* Task data:

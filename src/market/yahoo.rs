//! Yahoo Finance market data integration.
//!
//! Uses the public query endpoints:
//! - `/v7/finance/options/{symbol}` — live quote, expiration dates, and
//!   per-expiration option chains.
//! - `/v8/finance/chart/{symbol}` — daily close history, also the price
//!   fallback when no live quote is present.
//!
//! No auth is required for reads. Index symbols carry a `^` prefix
//! (`^GSPC`, `^NDX`) and are percent-encoded into the path.

use anyhow::{Context, Result};
use async_trait::async_trait;
use chrono::{DateTime, NaiveDate};
use reqwest::Client;
use serde::Deserialize;
use tracing::debug;

use super::{MarketDataSource, OptionChain};
use crate::types::OptionRow;

// ---------------------------------------------------------------------------
// Configuration
// ---------------------------------------------------------------------------

const BASE_URL: &str = "https://query2.finance.yahoo.com";
const SOURCE_NAME: &str = "yahoo";

// ---------------------------------------------------------------------------
// API response types (Yahoo JSON → Rust)
// ---------------------------------------------------------------------------

/// Envelope of `/v7/finance/options/{symbol}`. We only deserialize the
/// fields we need.
#[derive(Debug, Deserialize)]
struct OptionsEnvelope {
    #[serde(rename = "optionChain")]
    option_chain: ResultList<OptionsResult>,
}

#[derive(Debug, Deserialize)]
struct ResultList<T> {
    #[serde(default = "Vec::new")]
    result: Vec<T>,
}

#[derive(Debug, Deserialize)]
struct OptionsResult {
    #[serde(default)]
    quote: Option<YahooQuote>,
    /// Expiration dates as unix timestamps (midnight UTC), ascending.
    #[serde(rename = "expirationDates", default)]
    expiration_dates: Vec<i64>,
    /// Chain blocks; when a `date` query param is given there is one,
    /// for that expiration.
    #[serde(default)]
    options: Vec<ChainBlock>,
}

#[derive(Debug, Deserialize)]
struct YahooQuote {
    #[serde(rename = "regularMarketPrice", default)]
    regular_market_price: Option<f64>,
}

#[derive(Debug, Deserialize)]
struct ChainBlock {
    #[serde(default)]
    calls: Vec<YahooContract>,
    #[serde(default)]
    puts: Vec<YahooContract>,
}

/// One contract row. Yahoo omits volume/openInterest on strikes that
/// never traded, and we keep that absence visible downstream.
#[derive(Debug, Deserialize)]
struct YahooContract {
    #[serde(default)]
    strike: Option<f64>,
    #[serde(default)]
    volume: Option<u64>,
    #[serde(rename = "openInterest", default)]
    open_interest: Option<u64>,
}

/// Envelope of `/v8/finance/chart/{symbol}`.
#[derive(Debug, Deserialize)]
struct ChartEnvelope {
    chart: ResultList<ChartResult>,
}

#[derive(Debug, Deserialize)]
struct ChartResult {
    #[serde(default)]
    indicators: ChartIndicators,
}

#[derive(Debug, Deserialize, Default)]
struct ChartIndicators {
    #[serde(default)]
    quote: Vec<ChartQuote>,
}

#[derive(Debug, Deserialize)]
struct ChartQuote {
    /// Daily closes, oldest first; nulls for non-trading days.
    #[serde(default)]
    close: Vec<Option<f64>>,
}

// ---------------------------------------------------------------------------
// Conversions
// ---------------------------------------------------------------------------

/// A Yahoo expiration timestamp (seconds, midnight UTC) as a calendar date.
fn ts_to_date(ts: i64) -> Option<NaiveDate> {
    DateTime::from_timestamp(ts, 0).map(|dt| dt.date_naive())
}

/// A calendar date as the Yahoo expiration timestamp (midnight UTC).
fn date_to_ts(date: NaiveDate) -> i64 {
    date.and_hms_opt(0, 0, 0)
        .map(|dt| dt.and_utc().timestamp())
        .unwrap_or(0)
}

/// Map a Yahoo contract to an `OptionRow`. A missing strike becomes NaN
/// so the row reads as malformed instead of silently impersonating a
/// real strike.
fn contract_to_row(c: YahooContract) -> OptionRow {
    OptionRow {
        strike: c.strike.unwrap_or(f64::NAN),
        volume: c.volume,
        open_interest: c.open_interest,
    }
}

/// Flatten a chart result into its non-null closes, oldest first.
fn closes_from_chart(result: &ChartResult) -> Vec<f64> {
    result
        .indicators
        .quote
        .first()
        .map(|q| q.close.iter().filter_map(|c| *c).collect())
        .unwrap_or_default()
}

// ---------------------------------------------------------------------------
// Client
// ---------------------------------------------------------------------------

/// Yahoo Finance market data client.
pub struct YahooFinanceClient {
    http: Client,
}

impl YahooFinanceClient {
    pub fn new() -> Result<Self> {
        let http = Client::builder()
            .timeout(std::time::Duration::from_secs(30))
            .user_agent("SENTINEL/0.1.0 (options-activity-scanner)")
            .build()
            .context("Failed to build HTTP client for Yahoo Finance")?;

        Ok(Self { http })
    }

    // -- Internal helpers ------------------------------------------------

    async fn fetch_options(&self, symbol: &str, date: Option<i64>) -> Result<OptionsResult> {
        let mut url = format!(
            "{BASE_URL}/v7/finance/options/{}",
            urlencoding::encode(symbol),
        );
        if let Some(ts) = date {
            url.push_str(&format!("?date={ts}"));
        }

        debug!(url = %url, "Fetching Yahoo options data");

        let resp = self
            .http
            .get(&url)
            .send()
            .await
            .context("Yahoo options request failed")?;

        if !resp.status().is_success() {
            let status = resp.status();
            let body = resp.text().await.unwrap_or_default();
            anyhow::bail!("Yahoo options API error {status}: {body}");
        }

        let envelope: OptionsEnvelope = resp
            .json()
            .await
            .context("Failed to parse Yahoo options response")?;

        envelope
            .option_chain
            .result
            .into_iter()
            .next()
            .context(format!("Yahoo returned no option data for {symbol}"))
    }

    async fn fetch_chart(&self, symbol: &str, range_days: u32) -> Result<ChartResult> {
        let url = format!(
            "{BASE_URL}/v8/finance/chart/{}?range={}d&interval=1d",
            urlencoding::encode(symbol),
            range_days,
        );

        debug!(url = %url, "Fetching Yahoo chart data");

        let resp = self
            .http
            .get(&url)
            .send()
            .await
            .context("Yahoo chart request failed")?;

        if !resp.status().is_success() {
            let status = resp.status();
            let body = resp.text().await.unwrap_or_default();
            anyhow::bail!("Yahoo chart API error {status}: {body}");
        }

        let envelope: ChartEnvelope = resp
            .json()
            .await
            .context("Failed to parse Yahoo chart response")?;

        envelope
            .chart
            .result
            .into_iter()
            .next()
            .context(format!("Yahoo returned no chart data for {symbol}"))
    }
}

// ---------------------------------------------------------------------------
// MarketDataSource trait implementation
// ---------------------------------------------------------------------------

#[async_trait]
impl MarketDataSource for YahooFinanceClient {
    /// Live price, falling back to the most recent daily close.
    async fn current_price(&self, symbol: &str) -> Result<Option<f64>> {
        let result = self.fetch_options(symbol, None).await?;
        if let Some(price) = result.quote.and_then(|q| q.regular_market_price) {
            return Ok(Some(price));
        }

        debug!(symbol, "No live quote, falling back to last close");
        let chart = self.fetch_chart(symbol, 1).await?;
        Ok(closes_from_chart(&chart).last().copied())
    }

    async fn expirations(&self, symbol: &str) -> Result<Vec<NaiveDate>> {
        let result = self.fetch_options(symbol, None).await?;
        Ok(result
            .expiration_dates
            .into_iter()
            .filter_map(ts_to_date)
            .collect())
    }

    async fn option_chain(&self, symbol: &str, expiration: NaiveDate) -> Result<OptionChain> {
        let result = self
            .fetch_options(symbol, Some(date_to_ts(expiration)))
            .await?;

        let block = match result.options.into_iter().next() {
            Some(b) => b,
            None => return Ok(OptionChain::default()),
        };

        Ok(OptionChain {
            calls: block.calls.into_iter().map(contract_to_row).collect(),
            puts: block.puts.into_iter().map(contract_to_row).collect(),
        })
    }

    async fn daily_closes(&self, symbol: &str, lookback_days: u32) -> Result<Vec<f64>> {
        let chart = self.fetch_chart(symbol, lookback_days).await?;
        Ok(closes_from_chart(&chart))
    }

    fn name(&self) -> &'static str {
        SOURCE_NAME
    }
}

// ---------------------------------------------------------------------------
// Tests
// ---------------------------------------------------------------------------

* What is required: Copy each line of the entries that includes the word "MarketDataSource".

* Solution to this exercise:
use super::{MarketDataSource, OptionChain};
// MarketDataSource trait implementation
impl MarketDataSource for YahooFinanceClient {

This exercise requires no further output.